Start of Block

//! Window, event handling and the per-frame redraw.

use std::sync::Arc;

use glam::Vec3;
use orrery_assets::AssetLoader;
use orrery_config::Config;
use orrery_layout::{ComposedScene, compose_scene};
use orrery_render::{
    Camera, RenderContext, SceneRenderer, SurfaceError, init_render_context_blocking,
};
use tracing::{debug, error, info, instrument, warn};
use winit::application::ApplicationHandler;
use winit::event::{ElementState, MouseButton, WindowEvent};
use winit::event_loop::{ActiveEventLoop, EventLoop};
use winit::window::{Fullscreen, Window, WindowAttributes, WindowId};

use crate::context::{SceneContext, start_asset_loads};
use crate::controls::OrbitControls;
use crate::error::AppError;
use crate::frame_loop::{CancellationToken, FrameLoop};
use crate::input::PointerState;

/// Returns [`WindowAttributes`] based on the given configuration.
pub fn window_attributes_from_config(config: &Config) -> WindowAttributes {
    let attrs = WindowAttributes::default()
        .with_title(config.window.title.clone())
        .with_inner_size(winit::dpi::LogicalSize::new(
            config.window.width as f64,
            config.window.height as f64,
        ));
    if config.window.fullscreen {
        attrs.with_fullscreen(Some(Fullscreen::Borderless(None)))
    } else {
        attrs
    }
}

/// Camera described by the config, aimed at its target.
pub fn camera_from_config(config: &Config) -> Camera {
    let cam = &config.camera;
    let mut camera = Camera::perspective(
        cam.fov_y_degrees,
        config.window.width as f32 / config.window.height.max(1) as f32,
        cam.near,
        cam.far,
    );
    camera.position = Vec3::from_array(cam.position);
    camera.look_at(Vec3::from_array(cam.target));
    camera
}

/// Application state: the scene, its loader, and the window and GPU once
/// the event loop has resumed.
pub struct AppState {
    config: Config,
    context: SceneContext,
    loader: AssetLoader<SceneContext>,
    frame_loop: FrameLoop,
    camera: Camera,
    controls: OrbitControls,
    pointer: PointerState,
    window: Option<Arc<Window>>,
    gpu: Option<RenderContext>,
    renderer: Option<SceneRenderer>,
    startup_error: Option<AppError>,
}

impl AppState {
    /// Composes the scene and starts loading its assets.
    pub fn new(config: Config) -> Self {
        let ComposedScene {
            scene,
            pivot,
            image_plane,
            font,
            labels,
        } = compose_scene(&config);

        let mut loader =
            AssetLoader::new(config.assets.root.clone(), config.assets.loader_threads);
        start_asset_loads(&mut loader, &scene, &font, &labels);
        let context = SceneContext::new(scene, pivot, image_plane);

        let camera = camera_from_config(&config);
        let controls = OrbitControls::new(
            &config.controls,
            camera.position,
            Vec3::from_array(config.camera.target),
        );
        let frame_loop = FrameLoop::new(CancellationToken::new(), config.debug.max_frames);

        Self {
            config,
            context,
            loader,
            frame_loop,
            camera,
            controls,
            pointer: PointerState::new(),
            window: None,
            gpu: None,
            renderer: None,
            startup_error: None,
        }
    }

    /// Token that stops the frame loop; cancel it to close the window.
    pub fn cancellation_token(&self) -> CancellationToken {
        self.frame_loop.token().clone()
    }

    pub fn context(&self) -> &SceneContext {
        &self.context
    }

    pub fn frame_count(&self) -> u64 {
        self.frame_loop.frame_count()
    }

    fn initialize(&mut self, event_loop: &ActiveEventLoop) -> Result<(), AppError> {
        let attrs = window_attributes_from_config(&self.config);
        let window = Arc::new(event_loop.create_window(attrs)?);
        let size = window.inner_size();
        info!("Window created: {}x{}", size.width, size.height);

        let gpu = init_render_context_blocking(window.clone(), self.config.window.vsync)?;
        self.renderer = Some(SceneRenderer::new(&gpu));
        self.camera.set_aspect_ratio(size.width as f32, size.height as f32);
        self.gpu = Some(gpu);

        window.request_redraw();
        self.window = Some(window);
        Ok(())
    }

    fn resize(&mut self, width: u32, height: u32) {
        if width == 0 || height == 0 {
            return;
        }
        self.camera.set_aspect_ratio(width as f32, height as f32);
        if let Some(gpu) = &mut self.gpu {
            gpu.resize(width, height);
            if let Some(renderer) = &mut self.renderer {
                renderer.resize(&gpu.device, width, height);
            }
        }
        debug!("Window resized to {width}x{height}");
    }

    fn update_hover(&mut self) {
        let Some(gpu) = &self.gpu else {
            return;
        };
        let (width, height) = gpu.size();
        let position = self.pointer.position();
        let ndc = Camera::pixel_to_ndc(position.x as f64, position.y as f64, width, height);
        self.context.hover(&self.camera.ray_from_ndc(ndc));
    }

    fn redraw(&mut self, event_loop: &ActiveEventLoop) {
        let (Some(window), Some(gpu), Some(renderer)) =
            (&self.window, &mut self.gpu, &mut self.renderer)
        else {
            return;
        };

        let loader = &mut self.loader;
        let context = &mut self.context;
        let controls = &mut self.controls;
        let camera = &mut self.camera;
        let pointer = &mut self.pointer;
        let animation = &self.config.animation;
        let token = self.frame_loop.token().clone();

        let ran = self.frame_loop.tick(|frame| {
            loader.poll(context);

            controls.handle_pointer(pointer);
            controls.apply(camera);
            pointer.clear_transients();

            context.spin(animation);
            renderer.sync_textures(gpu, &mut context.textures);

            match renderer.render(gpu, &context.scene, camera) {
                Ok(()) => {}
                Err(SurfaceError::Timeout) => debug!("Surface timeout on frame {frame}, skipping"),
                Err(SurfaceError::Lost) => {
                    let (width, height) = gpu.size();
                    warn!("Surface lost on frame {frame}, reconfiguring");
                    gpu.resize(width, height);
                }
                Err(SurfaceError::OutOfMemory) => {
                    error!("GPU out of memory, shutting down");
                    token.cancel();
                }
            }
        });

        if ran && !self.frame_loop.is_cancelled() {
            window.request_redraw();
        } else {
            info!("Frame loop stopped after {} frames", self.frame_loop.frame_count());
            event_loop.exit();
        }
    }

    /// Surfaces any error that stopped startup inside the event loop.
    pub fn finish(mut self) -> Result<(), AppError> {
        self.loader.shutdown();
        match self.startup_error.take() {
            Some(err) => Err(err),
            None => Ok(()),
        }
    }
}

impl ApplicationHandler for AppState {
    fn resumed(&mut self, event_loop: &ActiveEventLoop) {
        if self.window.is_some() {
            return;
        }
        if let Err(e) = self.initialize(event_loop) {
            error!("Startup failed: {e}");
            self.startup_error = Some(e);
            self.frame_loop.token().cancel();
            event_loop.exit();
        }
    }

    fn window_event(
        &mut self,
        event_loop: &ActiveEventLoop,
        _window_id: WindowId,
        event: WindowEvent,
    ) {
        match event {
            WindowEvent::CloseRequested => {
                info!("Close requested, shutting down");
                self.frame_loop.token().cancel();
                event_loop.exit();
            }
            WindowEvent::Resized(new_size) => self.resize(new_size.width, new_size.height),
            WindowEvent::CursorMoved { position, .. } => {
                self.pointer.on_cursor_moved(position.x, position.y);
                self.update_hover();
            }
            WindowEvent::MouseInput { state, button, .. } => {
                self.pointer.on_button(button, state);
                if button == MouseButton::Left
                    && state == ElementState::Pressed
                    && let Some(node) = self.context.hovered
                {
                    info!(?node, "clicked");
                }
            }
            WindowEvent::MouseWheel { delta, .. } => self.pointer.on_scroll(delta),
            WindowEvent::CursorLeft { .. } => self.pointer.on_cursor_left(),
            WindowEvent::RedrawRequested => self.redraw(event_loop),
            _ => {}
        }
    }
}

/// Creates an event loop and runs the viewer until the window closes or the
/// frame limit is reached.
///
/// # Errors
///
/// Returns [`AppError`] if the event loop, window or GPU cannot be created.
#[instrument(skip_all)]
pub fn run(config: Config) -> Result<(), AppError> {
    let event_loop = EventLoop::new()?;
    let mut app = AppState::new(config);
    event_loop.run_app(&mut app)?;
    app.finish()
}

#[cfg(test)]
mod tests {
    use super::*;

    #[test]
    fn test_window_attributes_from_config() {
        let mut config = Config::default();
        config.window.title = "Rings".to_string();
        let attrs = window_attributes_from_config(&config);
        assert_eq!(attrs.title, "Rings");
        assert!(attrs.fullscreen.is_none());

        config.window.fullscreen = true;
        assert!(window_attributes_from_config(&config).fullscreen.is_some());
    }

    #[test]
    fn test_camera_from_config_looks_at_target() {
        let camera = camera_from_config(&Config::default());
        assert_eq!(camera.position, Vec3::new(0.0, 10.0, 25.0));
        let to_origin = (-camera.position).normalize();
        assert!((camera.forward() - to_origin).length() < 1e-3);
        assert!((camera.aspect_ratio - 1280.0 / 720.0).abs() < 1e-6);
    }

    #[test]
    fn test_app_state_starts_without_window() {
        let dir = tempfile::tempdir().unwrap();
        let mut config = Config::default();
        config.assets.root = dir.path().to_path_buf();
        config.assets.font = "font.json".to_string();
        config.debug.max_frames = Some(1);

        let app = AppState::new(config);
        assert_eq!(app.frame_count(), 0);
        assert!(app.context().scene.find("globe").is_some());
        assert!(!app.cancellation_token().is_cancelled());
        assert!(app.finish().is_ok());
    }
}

End of Block
Start of Block

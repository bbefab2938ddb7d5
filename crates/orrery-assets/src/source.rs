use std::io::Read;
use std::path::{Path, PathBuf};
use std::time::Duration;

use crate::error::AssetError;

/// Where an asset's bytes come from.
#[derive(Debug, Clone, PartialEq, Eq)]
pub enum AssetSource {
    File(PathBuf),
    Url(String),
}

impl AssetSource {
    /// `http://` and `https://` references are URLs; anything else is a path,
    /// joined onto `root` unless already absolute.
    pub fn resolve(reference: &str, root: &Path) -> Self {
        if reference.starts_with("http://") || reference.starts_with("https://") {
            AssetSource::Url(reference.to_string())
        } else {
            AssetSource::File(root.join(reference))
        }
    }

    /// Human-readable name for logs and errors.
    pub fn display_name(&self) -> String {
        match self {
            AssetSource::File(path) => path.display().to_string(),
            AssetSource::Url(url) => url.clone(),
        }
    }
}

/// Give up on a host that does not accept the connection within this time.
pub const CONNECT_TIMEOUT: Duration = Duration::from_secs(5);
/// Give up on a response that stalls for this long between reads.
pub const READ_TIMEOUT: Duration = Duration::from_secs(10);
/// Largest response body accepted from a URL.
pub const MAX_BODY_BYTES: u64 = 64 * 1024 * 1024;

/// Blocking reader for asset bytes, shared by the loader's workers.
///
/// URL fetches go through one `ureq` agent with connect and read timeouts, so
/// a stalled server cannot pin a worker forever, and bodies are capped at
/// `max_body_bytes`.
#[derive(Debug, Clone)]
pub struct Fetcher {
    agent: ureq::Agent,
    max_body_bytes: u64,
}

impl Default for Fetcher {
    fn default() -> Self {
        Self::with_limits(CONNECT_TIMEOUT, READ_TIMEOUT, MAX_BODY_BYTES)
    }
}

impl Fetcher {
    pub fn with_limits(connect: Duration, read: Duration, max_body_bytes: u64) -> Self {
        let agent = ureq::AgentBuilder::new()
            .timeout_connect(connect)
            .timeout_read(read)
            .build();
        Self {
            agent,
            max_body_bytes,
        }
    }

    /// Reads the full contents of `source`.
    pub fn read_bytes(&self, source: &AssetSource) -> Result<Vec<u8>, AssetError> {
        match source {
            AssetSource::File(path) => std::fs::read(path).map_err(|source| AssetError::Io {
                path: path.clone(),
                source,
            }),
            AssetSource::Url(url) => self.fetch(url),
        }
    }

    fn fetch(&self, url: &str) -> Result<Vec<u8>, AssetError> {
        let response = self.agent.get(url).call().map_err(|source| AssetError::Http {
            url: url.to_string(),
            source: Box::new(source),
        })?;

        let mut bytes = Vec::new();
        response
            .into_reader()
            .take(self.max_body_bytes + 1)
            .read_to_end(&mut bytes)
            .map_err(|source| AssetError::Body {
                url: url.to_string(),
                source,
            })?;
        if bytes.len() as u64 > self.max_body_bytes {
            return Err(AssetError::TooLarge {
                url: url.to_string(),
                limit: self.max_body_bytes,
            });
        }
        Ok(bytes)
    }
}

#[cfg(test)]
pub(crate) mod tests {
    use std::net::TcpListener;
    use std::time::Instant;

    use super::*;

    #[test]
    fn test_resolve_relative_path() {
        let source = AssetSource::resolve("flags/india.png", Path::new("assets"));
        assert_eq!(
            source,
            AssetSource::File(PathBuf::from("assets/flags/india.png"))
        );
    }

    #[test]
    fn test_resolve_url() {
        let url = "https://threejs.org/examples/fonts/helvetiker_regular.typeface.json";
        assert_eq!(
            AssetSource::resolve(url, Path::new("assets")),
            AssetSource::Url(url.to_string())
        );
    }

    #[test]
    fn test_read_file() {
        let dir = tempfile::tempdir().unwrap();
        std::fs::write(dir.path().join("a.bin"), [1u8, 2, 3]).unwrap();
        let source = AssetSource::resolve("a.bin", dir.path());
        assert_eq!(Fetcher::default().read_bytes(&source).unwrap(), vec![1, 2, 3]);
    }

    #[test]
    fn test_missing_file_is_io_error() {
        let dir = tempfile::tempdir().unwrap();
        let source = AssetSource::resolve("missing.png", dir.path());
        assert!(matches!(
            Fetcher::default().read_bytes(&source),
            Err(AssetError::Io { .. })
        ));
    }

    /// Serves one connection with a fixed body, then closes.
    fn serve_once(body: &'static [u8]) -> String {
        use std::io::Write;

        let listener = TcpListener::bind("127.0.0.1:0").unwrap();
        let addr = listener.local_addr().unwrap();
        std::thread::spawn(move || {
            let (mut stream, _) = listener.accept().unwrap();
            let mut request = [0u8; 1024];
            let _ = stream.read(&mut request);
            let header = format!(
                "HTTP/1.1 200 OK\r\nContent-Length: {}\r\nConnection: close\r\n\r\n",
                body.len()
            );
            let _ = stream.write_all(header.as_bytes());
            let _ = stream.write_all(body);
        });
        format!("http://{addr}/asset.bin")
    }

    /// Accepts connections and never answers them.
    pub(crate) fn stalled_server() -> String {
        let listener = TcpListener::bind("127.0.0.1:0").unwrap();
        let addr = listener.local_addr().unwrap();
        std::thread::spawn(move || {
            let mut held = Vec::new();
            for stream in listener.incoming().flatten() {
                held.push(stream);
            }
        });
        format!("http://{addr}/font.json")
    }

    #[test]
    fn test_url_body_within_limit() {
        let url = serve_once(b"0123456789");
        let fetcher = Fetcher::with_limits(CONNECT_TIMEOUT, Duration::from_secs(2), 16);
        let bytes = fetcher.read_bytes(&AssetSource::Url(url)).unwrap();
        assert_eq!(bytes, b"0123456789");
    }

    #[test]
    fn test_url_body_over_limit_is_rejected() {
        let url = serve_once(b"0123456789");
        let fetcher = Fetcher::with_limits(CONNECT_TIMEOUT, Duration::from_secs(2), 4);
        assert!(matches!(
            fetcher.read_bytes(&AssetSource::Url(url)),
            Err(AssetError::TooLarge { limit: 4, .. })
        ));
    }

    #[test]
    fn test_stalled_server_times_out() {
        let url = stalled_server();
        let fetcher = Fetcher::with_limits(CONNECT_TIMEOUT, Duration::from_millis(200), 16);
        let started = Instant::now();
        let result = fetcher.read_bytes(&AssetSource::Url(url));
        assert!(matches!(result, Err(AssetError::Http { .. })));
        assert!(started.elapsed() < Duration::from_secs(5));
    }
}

End of Block
Start of Block

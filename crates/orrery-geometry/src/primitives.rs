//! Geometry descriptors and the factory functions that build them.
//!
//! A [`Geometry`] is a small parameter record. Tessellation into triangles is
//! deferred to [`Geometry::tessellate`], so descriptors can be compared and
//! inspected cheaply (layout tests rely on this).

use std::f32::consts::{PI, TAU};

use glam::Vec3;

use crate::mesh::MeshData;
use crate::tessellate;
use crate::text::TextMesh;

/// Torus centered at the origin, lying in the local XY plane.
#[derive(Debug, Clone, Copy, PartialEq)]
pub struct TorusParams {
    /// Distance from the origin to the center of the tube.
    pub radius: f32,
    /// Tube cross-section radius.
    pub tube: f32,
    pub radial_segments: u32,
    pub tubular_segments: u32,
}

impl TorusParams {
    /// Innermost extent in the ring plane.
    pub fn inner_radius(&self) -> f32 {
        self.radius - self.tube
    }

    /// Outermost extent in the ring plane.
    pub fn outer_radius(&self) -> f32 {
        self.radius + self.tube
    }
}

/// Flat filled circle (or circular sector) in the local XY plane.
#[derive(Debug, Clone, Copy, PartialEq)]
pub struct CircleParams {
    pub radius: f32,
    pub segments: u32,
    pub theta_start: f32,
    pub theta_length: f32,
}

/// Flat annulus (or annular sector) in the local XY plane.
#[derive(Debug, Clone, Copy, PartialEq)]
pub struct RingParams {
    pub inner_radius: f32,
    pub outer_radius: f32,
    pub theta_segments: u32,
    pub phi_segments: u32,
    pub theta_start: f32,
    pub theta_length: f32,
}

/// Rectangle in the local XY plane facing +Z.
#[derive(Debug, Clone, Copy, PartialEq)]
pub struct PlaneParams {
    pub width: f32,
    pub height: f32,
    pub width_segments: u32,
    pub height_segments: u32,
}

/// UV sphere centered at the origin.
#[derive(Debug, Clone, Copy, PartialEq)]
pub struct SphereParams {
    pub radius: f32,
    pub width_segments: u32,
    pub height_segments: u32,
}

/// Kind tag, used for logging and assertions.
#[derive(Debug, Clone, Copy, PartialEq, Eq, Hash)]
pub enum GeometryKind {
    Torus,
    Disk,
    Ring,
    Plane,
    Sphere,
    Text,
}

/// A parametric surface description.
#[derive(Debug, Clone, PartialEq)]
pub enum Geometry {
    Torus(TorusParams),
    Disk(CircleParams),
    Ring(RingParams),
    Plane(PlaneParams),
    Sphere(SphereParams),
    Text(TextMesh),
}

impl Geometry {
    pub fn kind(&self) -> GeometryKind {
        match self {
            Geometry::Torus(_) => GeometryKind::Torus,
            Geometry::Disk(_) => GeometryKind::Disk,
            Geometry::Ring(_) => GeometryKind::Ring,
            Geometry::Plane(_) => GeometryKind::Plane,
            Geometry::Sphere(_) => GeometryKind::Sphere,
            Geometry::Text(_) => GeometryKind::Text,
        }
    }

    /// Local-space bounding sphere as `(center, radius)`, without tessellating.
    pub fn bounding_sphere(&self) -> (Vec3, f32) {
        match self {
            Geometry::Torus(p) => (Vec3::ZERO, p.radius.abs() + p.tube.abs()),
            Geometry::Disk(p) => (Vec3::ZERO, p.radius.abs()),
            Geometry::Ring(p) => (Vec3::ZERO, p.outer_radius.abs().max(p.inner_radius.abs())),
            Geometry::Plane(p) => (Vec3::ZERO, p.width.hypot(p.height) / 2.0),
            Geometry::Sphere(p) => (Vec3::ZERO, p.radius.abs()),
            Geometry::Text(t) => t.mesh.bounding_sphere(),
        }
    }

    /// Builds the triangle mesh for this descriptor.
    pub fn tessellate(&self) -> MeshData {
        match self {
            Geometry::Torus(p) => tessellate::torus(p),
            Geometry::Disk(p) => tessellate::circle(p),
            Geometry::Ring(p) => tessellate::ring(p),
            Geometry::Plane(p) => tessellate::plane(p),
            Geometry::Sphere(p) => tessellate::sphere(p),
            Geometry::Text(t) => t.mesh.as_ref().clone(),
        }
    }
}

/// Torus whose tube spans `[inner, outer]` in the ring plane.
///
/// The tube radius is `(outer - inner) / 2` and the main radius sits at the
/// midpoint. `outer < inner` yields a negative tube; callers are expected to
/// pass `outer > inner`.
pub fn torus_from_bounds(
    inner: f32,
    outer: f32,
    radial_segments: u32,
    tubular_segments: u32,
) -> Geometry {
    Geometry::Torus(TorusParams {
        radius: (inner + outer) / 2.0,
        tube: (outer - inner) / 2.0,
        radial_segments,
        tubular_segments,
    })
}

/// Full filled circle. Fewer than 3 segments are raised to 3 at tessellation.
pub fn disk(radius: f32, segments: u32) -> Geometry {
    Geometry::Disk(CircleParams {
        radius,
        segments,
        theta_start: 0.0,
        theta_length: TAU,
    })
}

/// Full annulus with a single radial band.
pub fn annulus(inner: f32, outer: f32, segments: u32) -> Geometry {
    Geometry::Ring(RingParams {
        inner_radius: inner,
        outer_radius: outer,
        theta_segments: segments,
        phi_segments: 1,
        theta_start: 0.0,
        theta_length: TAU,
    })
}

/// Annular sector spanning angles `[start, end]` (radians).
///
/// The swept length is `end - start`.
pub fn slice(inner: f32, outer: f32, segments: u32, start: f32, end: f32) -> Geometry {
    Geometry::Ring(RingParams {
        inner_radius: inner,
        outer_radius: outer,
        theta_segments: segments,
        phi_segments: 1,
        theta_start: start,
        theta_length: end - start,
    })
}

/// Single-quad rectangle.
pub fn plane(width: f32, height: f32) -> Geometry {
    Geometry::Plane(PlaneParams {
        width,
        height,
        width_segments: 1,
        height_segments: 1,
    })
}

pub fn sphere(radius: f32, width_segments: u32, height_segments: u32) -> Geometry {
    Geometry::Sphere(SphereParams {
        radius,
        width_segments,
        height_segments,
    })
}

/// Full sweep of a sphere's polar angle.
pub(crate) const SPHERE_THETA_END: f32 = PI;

End of Block

Required action: Count the lines in the listing above that include the word "india". Reply with the number only.

Response area: 2